**YOUR TASK**
Each line from the start of the data below through the one containing "use crate::config::ExchangeMode;" must be reproduced exactly.

=-=-=

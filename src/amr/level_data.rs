// src/amr/level_data.rs

use std::sync::Arc;

use rayon::prelude::*;

use crate::amr::layout::PatchLayout;
use crate::amr::patch::PatchData;
use crate::amr::rect::Rect2i;
use crate::config::ExchangeMode;
use crate::error::ensure_same_ncomp;

/// A field on one level: one `PatchData` per patch of a shared layout.
///
/// All patches are owned by this process; patch loops run in parallel with
/// rayon. Patch `k` of the field always corresponds to box `k` of the layout.
#[derive(Debug, Clone)]
pub struct LevelData {
    layout: Arc<PatchLayout>,
    ncomp: usize,
    ghost: usize,
    patches: Vec<PatchData>,
}

impl LevelData {
    pub fn new(layout: Arc<PatchLayout>, ncomp: usize, ghost: usize) -> Self {
        let patches = layout
            .boxes()
            .iter()
            .map(|&b| PatchData::new(b, ghost, ncomp))
            .collect();
        Self {
            layout,
            ncomp,
            ghost,
            patches,
        }
    }

    /// Zeroed field with the same layout, components and ghosts as `other`.
    pub fn new_like(other: &LevelData) -> Self {
        Self::new(other.layout.clone(), other.ncomp, other.ghost)
    }

    #[inline]
    pub fn layout(&self) -> &Arc<PatchLayout> {
        &self.layout
    }

    #[inline]
    pub fn ncomp(&self) -> usize {
        self.ncomp
    }

    #[inline]
    pub fn ghost(&self) -> usize {
        self.ghost
    }

    #[inline]
    pub fn patches(&self) -> &[PatchData] {
        &self.patches
    }

    #[inline]
    pub fn patches_mut(&mut self) -> &mut [PatchData] {
        &mut self.patches
    }

    #[inline]
    pub fn patch(&self, k: usize) -> &PatchData {
        &self.patches[k]
    }

    #[inline]
    pub fn patch_mut(&mut self, k: usize) -> &mut PatchData {
        &mut self.patches[k]
    }

    /// True if both fields live on the same layout object or identical boxes.
    pub fn same_layout(&self, other: &LevelData) -> bool {
        self.same_layout_as(&other.layout)
    }

    pub fn same_layout_as(&self, layout: &Arc<PatchLayout>) -> bool {
        Arc::ptr_eq(&self.layout, layout) || *self.layout == **layout
    }

    /// Apply `f` to every patch in parallel.
    pub fn for_each_patch_mut<F>(&mut self, f: F)
    where
        F: Fn(usize, &mut PatchData) + Sync + Send,
    {
        self.patches
            .par_iter_mut()
            .enumerate()
            .for_each(|(k, p)| f(k, p));
    }

    /// Value at a level cell from whichever patch's valid region holds it.
    pub fn value_at(&self, i: i64, j: i64, c: usize) -> Option<f64> {
        self.layout.find(i, j).map(|k| self.patches[k].get(i, j, c))
    }

    /// Fill every valid cell from `f(i, j, comp)`; ghosts are left alone.
    pub fn fill_valid_with<F>(&mut self, f: F)
    where
        F: Fn(i64, i64, usize) -> f64 + Sync + Send,
    {
        self.for_each_patch_mut(|_, p| {
            let valid = p.valid;
            for c in 0..p.ncomp {
                for (i, j) in valid.cells() {
                    p.set(i, j, c, f(i, j, c));
                }
            }
        });
    }

    /// Set every value (valid and ghost) to `v`.
    pub fn set_val(&mut self, v: f64) {
        self.patches
            .par_iter_mut()
            .for_each(|p| p.data.iter_mut().for_each(|x| *x = v));
    }

    /// Resolve same-level ghost overlap: every ghost cell lying in a sibling
    /// patch's valid region receives the sibling's value.
    pub fn exchange(&mut self, mode: ExchangeMode) {
        let g = self.ghost;
        let n = self.patches.len();
        if g == 0 || n < 2 {
            return;
        }

        // Gather first (read-only over all patches), then scatter per patch.
        let patches = &self.patches;
        let incoming: Vec<Vec<(Rect2i, Vec<f64>)>> = (0..n)
            .into_par_iter()
            .map(|k| {
                let targets = ghost_regions(patches[k].valid, g, mode);
                let mut msgs = Vec::new();
                for (m, src) in patches.iter().enumerate() {
                    if m == k {
                        continue;
                    }
                    for t in &targets {
                        if let Some(r) = t.intersect(src.valid) {
                            msgs.push((r, src.pack(r)));
                        }
                    }
                }
                msgs
            })
            .collect();

        self.patches
            .par_iter_mut()
            .zip(incoming.into_par_iter())
            .for_each(|(p, msgs)| {
                for (r, buf) in msgs {
                    p.unpack(r, &buf);
                }
            });
    }

    /// Copy valid data into `dst`'s valid cells wherever the two layouts overlap.
    /// `dst` may use a different layout; cells of `dst` not covered by `self`
    /// are left unchanged.
    pub fn copy_to(&self, dst: &mut LevelData) {
        ensure_same_ncomp("copyTo", self.ncomp, dst.ncomp);
        let src = &self.patches;
        dst.patches.par_iter_mut().for_each(|d| {
            for s in src {
                if let Some(r) = s.valid.intersect(d.valid) {
                    d.copy_region_from(s, r);
                }
            }
        });
    }

    /// `self += scale * x` over valid cells (same layout).
    pub fn incr(&mut self, x: &LevelData, scale: f64) {
        ensure_same_ncomp("incr", self.ncomp, x.ncomp);
        self.patches
            .par_iter_mut()
            .zip(x.patches.par_iter())
            .for_each(|(p, q)| {
                for c in 0..p.ncomp {
                    for (i, j) in p.valid.cells() {
                        p.add(i, j, c, scale * q.get(i, j, c));
                    }
                }
            });
    }

    /// `self = a * x + b * y` over valid cells (same layout).
    pub fn axby(&mut self, x: &LevelData, y: &LevelData, a: f64, b: f64) {
        ensure_same_ncomp("axby", self.ncomp, x.ncomp);
        ensure_same_ncomp("axby", self.ncomp, y.ncomp);
        self.patches
            .par_iter_mut()
            .zip(x.patches.par_iter().zip(y.patches.par_iter()))
            .for_each(|(p, (px, py))| {
                for c in 0..p.ncomp {
                    for (i, j) in p.valid.cells() {
                        p.set(i, j, c, a * px.get(i, j, c) + b * py.get(i, j, c));
                    }
                }
            });
    }

    /// In-place `self = a * self + b * y`.
    pub fn axby_in_place(&mut self, y: &LevelData, a: f64, b: f64) {
        ensure_same_ncomp("axby", self.ncomp, y.ncomp);
        self.patches
            .par_iter_mut()
            .zip(y.patches.par_iter())
            .for_each(|(p, q)| {
                for c in 0..p.ncomp {
                    for (i, j) in p.valid.cells() {
                        let v = a * p.get(i, j, c) + b * q.get(i, j, c);
                        p.set(i, j, c, v);
                    }
                }
            });
    }

    pub fn scale(&mut self, s: f64) {
        self.patches
            .par_iter_mut()
            .for_each(|p| p.data.iter_mut().for_each(|x| *x *= s));
    }

    /// Sum over valid cells and components of `self * other`.
    pub fn dot(&self, other: &LevelData) -> f64 {
        ensure_same_ncomp("dotProduct", self.ncomp, other.ncomp);
        self.patches
            .par_iter()
            .zip(other.patches.par_iter())
            .map(|(p, q)| {
                let mut s = 0.0;
                for c in 0..p.ncomp {
                    for (i, j) in p.valid.cells() {
                        s += p.get(i, j, c) * q.get(i, j, c);
                    }
                }
                s
            })
            .sum()
    }

    /// Max |value| over all valid cells and components.
    pub fn max_norm(&self) -> f64 {
        self.patches
            .par_iter()
            .map(|p| p.valid_max_abs())
            .reduce(|| 0.0f64, f64::max)
    }

    /// Zero every valid cell of `self` that lies inside one of `boxes`.
    pub fn zero_under(&mut self, boxes: &[Rect2i]) {
        self.patches.par_iter_mut().for_each(|p| {
            for b in boxes {
                if let Some(r) = p.valid.intersect(*b) {
                    p.fill_region(r, 0.0);
                }
            }
        });
    }
}

/// Ghost regions of `valid` a sibling may own under the given exchange mode.
fn ghost_regions(valid: Rect2i, g: usize, mode: ExchangeMode) -> Vec<Rect2i> {
    match mode {
        ExchangeMode::Full => vec![valid.grow(g)],
        ExchangeMode::FacesOnly => {
            let mut v = Vec::with_capacity(4);
            for d in 0..2 {
                for high in [false, true] {
                    v.push(valid.adjacent_strip(d, high, g));
                }
            }
            v
        }
    }
}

=-=-=

**EXPECTED ANSWER**
filename src/amr/level_data.rs
// src/amr/level_data.rs

use std::sync::Arc;

use rayon::prelude::*;

use crate::amr::layout::PatchLayout;
use crate::amr::patch::PatchData;
use crate::amr::rect::Rect2i;
use crate::config::ExchangeMode;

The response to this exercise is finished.